Photo: Bloomberg TV
President Barack Obama and republican hopeful Mitt Romney are butting heads on the economy leading up to the election.Many expect the outcome of November’s elections to have a major impact on the direction of the U.S. economy.
But Barry Ritholtz CEO of Fusion IQ appeared on Bloomberg TV saying unless some political figure “really messes up,” politics have little impact on the economy:
“The impact of politics on the economy, except when people really mess up, is overrated. 1980 is a great example. You were in year 15 of a 16 year bear market, and by the time 1982 rolls around …now no doubt some of the policies that were put into effect by a Republican president working with a democratic Congress had a significant impact – major tax cuts, major shift in philosophy – but the sentiment follows the fundamental improvement.
I’m not a big believer in the sentiment fairy as many people have termed it. And I also think that it’s hard to imagine that there’s manoeuvring room for whoever gets elected regardless of the constitution of the House Senate and who occupies the White House.
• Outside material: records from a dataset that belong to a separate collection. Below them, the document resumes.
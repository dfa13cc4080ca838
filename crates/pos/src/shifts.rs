//! Registers and the shifts worked on them.

use chrono::Utc;
use serde_json::Value as JsonValue;

use retailpos_auth::{Permission, authorize, authorize_shift_close};
use retailpos_cash::{
    AnnotateShift, BeginShift, CashCount, CashMovement, CashRegister, CashShift, CloseShift,
    EndShift, MovementId, MovementKind, OpenShift, ProvisionRegister, RecordMovement,
    RegisterCommand, RegisterId, RegisterSettings, SetRegisterActive, ShiftCommand, ShiftId,
};
use retailpos_core::{Aggregate, AggregateId, BranchId, Money, PaymentMethod, UserId};
use retailpos_events::{EventBus, EventEnvelope};
use retailpos_infra::event_store::EventStore;

use crate::error::PosError;
use crate::service::{AuditScope, PosService};

#[derive(Debug, Clone)]
pub struct ProvisionRegisterRequest {
    pub branch_id: BranchId,
    pub code: String,
    pub name: String,
    pub terminal_id: Option<String>,
    pub settings: RegisterSettings,
}

#[derive(Debug, Clone)]
pub struct OpenShiftRequest {
    pub register_id: RegisterId,
    pub opening_amount: Money,
    pub opening_count: Option<CashCount>,
    pub notes: Option<String>,
}

#[derive(Debug, Clone)]
pub struct CloseShiftRequest {
    pub shift_id: ShiftId,
    pub counted: Money,
    pub count: Option<CashCount>,
    pub notes: Option<String>,
}

/// A manual movement: expense, withdrawal, extra income or refund.
#[derive(Debug, Clone)]
pub struct MovementRequest {
    pub shift_id: ShiftId,
    pub kind: MovementKind,
    pub concept: String,
    pub amount: Money,
    pub method: PaymentMethod,
    pub reference: Option<String>,
}

impl<S, B> PosService<S, B>
where
    S: EventStore,
    B: EventBus<EventEnvelope<JsonValue>>,
{
    pub fn provision_register(&self, actor_id: UserId, request: ProvisionRegisterRequest) -> Result<CashRegister, PosError> {
        let register_id = RegisterId::new(AggregateId::new());
        let scope = AuditScope::new("pos.register.provision", CashRegister::AGGREGATE_TYPE, actor_id).entity_id(register_id);
        let result = self.try_provision_register(actor_id, register_id, request);
        self.audited(scope, result)
    }

    fn try_provision_register(
        &self,
        actor_id: UserId,
        register_id: RegisterId,
        request: ProvisionRegisterRequest,
    ) -> Result<CashRegister, PosError> {
        self.authorized(actor_id, &Permission::REGISTER_MANAGE)?;

        let branch = self
            .ports
            .branches
            .resolve(request.branch_id)
            .ok_or_else(|| PosError::not_found(format!("branch {}", request.branch_id)))?;
        if !branch.active {
            return Err(PosError::invalid_state(format!("branch '{}' is inactive", branch.name)));
        }

        let mut register = self.load_register(register_id)?;
        let mut unit = self.dispatcher.begin();
        unit.execute(
            &mut register,
            RegisterCommand::Provision(ProvisionRegister {
                register_id,
                branch_id: request.branch_id,
                code: request.code,
                name: request.name,
                terminal_id: request.terminal_id,
                settings: request.settings,
                occurred_at: Utc::now(),
            }),
        )?;
        self.commit(unit)?;

        Ok(register.into_state())
    }

    /// Deactivating a register with an open shift is refused.
    pub fn set_register_active(&self, actor_id: UserId, register_id: RegisterId, active: bool) -> Result<CashRegister, PosError> {
        let scope = AuditScope::new("pos.register.set_active", CashRegister::AGGREGATE_TYPE, actor_id)
            .entity_id(register_id)
            .before(self.load_register(register_id).ok().as_ref().and_then(Self::snapshot));

        let result = self.authorized(actor_id, &Permission::REGISTER_MANAGE).and_then(|_| {
            self.with_retry("set_register_active", || {
                let mut register = self.load_register(register_id)?;
                let mut unit = self.dispatcher.begin();
                unit.execute(
                    &mut register,
                    RegisterCommand::SetActive(SetRegisterActive { register_id, active, occurred_at: Utc::now() }),
                )?;
                self.commit(unit)?;
                Ok(register.into_state())
            })
        });

        self.audited(scope, result)
    }

    pub fn register(&self, register_id: RegisterId) -> Result<CashRegister, PosError> {
        let register = self.load_register(register_id)?.into_state();
        if !register.exists() {
            return Err(PosError::not_found(format!("register {register_id}")));
        }
        Ok(register)
    }

    /// The open shift of a register, if any.
    pub fn current_shift(&self, register_id: RegisterId) -> Result<Option<CashShift>, PosError> {
        match self.register(register_id)?.open_shift() {
            Some(shift_id) => Ok(Some(self.shift(shift_id)?)),
            None => Ok(None),
        }
    }

    pub fn shift(&self, shift_id: ShiftId) -> Result<CashShift, PosError> {
        let shift = self.load_shift(shift_id)?.into_state();
        if !shift.exists() {
            return Err(PosError::not_found(format!("shift {shift_id}")));
        }
        Ok(shift)
    }

    /// Open a shift for the calling cashier.
    ///
    /// The register stream and the new shift stream are committed together, so
    /// two cashiers racing for the same register cannot both get a shift.
    pub fn open_shift(&self, actor_id: UserId, request: OpenShiftRequest) -> Result<CashShift, PosError> {
        let shift_id = ShiftId::new(AggregateId::new());
        let scope = AuditScope::new("pos.shift.open", CashShift::AGGREGATE_TYPE, actor_id).entity_id(shift_id);
        let result = self.try_open_shift(actor_id, shift_id, &request);
        self.audited(scope, result)
    }

    fn try_open_shift(&self, actor_id: UserId, shift_id: ShiftId, request: &OpenShiftRequest) -> Result<CashShift, PosError> {
        if request.opening_amount.is_negative() {
            return Err(PosError::validation("opening amount cannot be negative"));
        }
        let actor = self.authorized(actor_id, &Permission::SHIFT_OPEN)?;

        self.with_retry("open_shift", || {
            let mut register = self.load_register(request.register_id)?;
            let branch_id = register
                .state()
                .branch_id()
                .ok_or_else(|| PosError::not_found(format!("register {}", request.register_id)))?;
            let mut shift = self.load_shift(shift_id)?;
            let now = Utc::now();

            let mut unit = self.dispatcher.begin();
            unit.execute(
                &mut register,
                RegisterCommand::BeginShift(BeginShift {
                    register_id: request.register_id,
                    shift_id,
                    cashier_id: actor.user_id,
                    occurred_at: now,
                }),
            )?;
            unit.execute(
                &mut shift,
                ShiftCommand::Open(OpenShift {
                    shift_id,
                    register_id: request.register_id,
                    branch_id,
                    cashier_id: actor.user_id,
                    opening_amount: request.opening_amount,
                    opening_count: request.opening_count.clone(),
                    notes: request.notes.clone(),
                    occurred_at: now,
                }),
            )?;
            self.commit(unit)?;

            Ok(shift.into_state())
        })
    }

    /// Close a shift: the cashier who opened it, or a supervisor/admin.
    pub fn close_shift(&self, actor_id: UserId, request: CloseShiftRequest) -> Result<CashShift, PosError> {
        let scope = AuditScope::new("pos.shift.close", CashShift::AGGREGATE_TYPE, actor_id)
            .entity_id(request.shift_id)
            .before(self.load_shift(request.shift_id).ok().as_ref().and_then(Self::snapshot));
        let result = self.try_close_shift(actor_id, &request);
        self.audited(scope, result)
    }

    fn try_close_shift(&self, actor_id: UserId, request: &CloseShiftRequest) -> Result<CashShift, PosError> {
        let actor = self.actor(actor_id)?;

        self.with_retry("close_shift", || {
            let mut shift = self.load_shift(request.shift_id)?;
            let (Some(cashier_id), Some(register_id)) = (shift.state().cashier_id(), shift.state().register_id()) else {
                return Err(PosError::not_found(format!("shift {}", request.shift_id)));
            };
            authorize_shift_close(&actor, cashier_id)?;
            let mut register = self.load_register(register_id)?;
            let now = Utc::now();

            let mut unit = self.dispatcher.begin();
            unit.execute(
                &mut shift,
                ShiftCommand::Close(CloseShift {
                    shift_id: request.shift_id,
                    counted: request.counted,
                    count: request.count.clone(),
                    notes: request.notes.clone(),
                    tolerance: self.config.out_of_balance_tolerance,
                    closed_by: actor.user_id,
                    occurred_at: now,
                }),
            )?;
            unit.execute(
                &mut register,
                RegisterCommand::EndShift(EndShift { register_id, shift_id: request.shift_id, occurred_at: now }),
            )?;
            self.commit(unit)?;

            let closed = shift.into_state();
            if let Some(closing) = closed.closing().filter(|c| c.out_of_balance) {
                tracing::warn!(
                    shift_id = %request.shift_id,
                    expected = %closing.expected,
                    counted = %closing.counted,
                    difference = %closing.difference,
                    "shift closed out of balance"
                );
            }
            Ok(closed)
        })
    }

    /// Supervisor note on a closed shift.
    pub fn annotate_shift(&self, actor_id: UserId, shift_id: ShiftId, note: &str) -> Result<CashShift, PosError> {
        let scope = AuditScope::new("pos.shift.annotate", CashShift::AGGREGATE_TYPE, actor_id)
            .entity_id(shift_id)
            .before(self.load_shift(shift_id).ok().as_ref().and_then(Self::snapshot));

        let result = self.authorized(actor_id, &Permission::SHIFT_ANNOTATE).and_then(|actor| {
            self.with_retry("annotate_shift", || {
                let mut shift = self.load_shift(shift_id)?;
                let mut unit = self.dispatcher.begin();
                unit.execute(
                    &mut shift,
                    ShiftCommand::Annotate(AnnotateShift {
                        shift_id,
                        supervisor_id: actor.user_id,
                        note: note.to_string(),
                        occurred_at: Utc::now(),
                    }),
                )?;
                self.commit(unit)?;
                Ok(shift.into_state())
            })
        });

        self.audited(scope, result)
    }

    /// Record a manual movement. Outflows need a supervisor, who is recorded as
    /// the authorizer.
    pub fn record_movement(&self, actor_id: UserId, request: MovementRequest) -> Result<CashMovement, PosError> {
        let movement_id = MovementId::new();
        let scope = AuditScope::new("pos.shift.record_movement", CashShift::AGGREGATE_TYPE, actor_id)
            .entity_id(request.shift_id)
            .before(self.load_shift(request.shift_id).ok().as_ref().and_then(Self::snapshot));
        let result = self.try_record_movement(actor_id, movement_id, &request);
        self.audited(scope, result)
    }

    fn try_record_movement(
        &self,
        actor_id: UserId,
        movement_id: MovementId,
        request: &MovementRequest,
    ) -> Result<CashMovement, PosError> {
        if request.kind == MovementKind::Sale {
            return Err(PosError::validation("sale movements are only recorded by registering a sale"));
        }
        let actor = self.authorized(actor_id, &Permission::MOVEMENT_RECORD)?;
        let authorized_by = if request.kind.is_outflow() {
            authorize(&actor, &Permission::OUTFLOW_AUTHORIZE)?;
            Some(actor.user_id)
        } else {
            None
        };

        self.with_retry("record_movement", || {
            let mut shift = self.load_shift(request.shift_id)?;
            let mut unit = self.dispatcher.begin();
            unit.execute(
                &mut shift,
                ShiftCommand::RecordMovement(RecordMovement {
                    shift_id: request.shift_id,
                    movement_id,
                    order_id: None,
                    kind: request.kind,
                    concept: request.concept.clone(),
                    amount: request.amount,
                    method: request.method,
                    reference: request.reference.clone(),
                    authorized_by,
                    recorded_by: actor.user_id,
                    occurred_at: Utc::now(),
                }),
            )?;
            self.commit(unit)?;

            shift
                .state()
                .movements()
                .iter()
                .find(|m| m.id == movement_id)
                .cloned()
                .ok_or_else(|| PosError::internal(format!("movement {movement_id} missing after commit")))
        })
    }
}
If you really believe we have a fiscal problem and I know a lot of deficit peacocks suddenly have discovered that over past three of four years when they voted for all these huge budget busters. I don’t see how, lets assume we get a full blown throw the bums out all new House senate, occupant of the White House, republicans across the board, I don’t see how anyone can rationalize another trillion dollars in tax cuts. You know the loopholes and the spending cuts just never seems to happen. Everybody who runs for office on either side of the aisle, says here’s how we’ll do it. It just doesn’t happen.”
Meanwhile, Gluskin Sheff economist David Rosenberg who was also a guest on the show said he is seeing changes at a grass root level and that looking back people will see this election as an inflection point like the Reagan Revolution of the 1980s.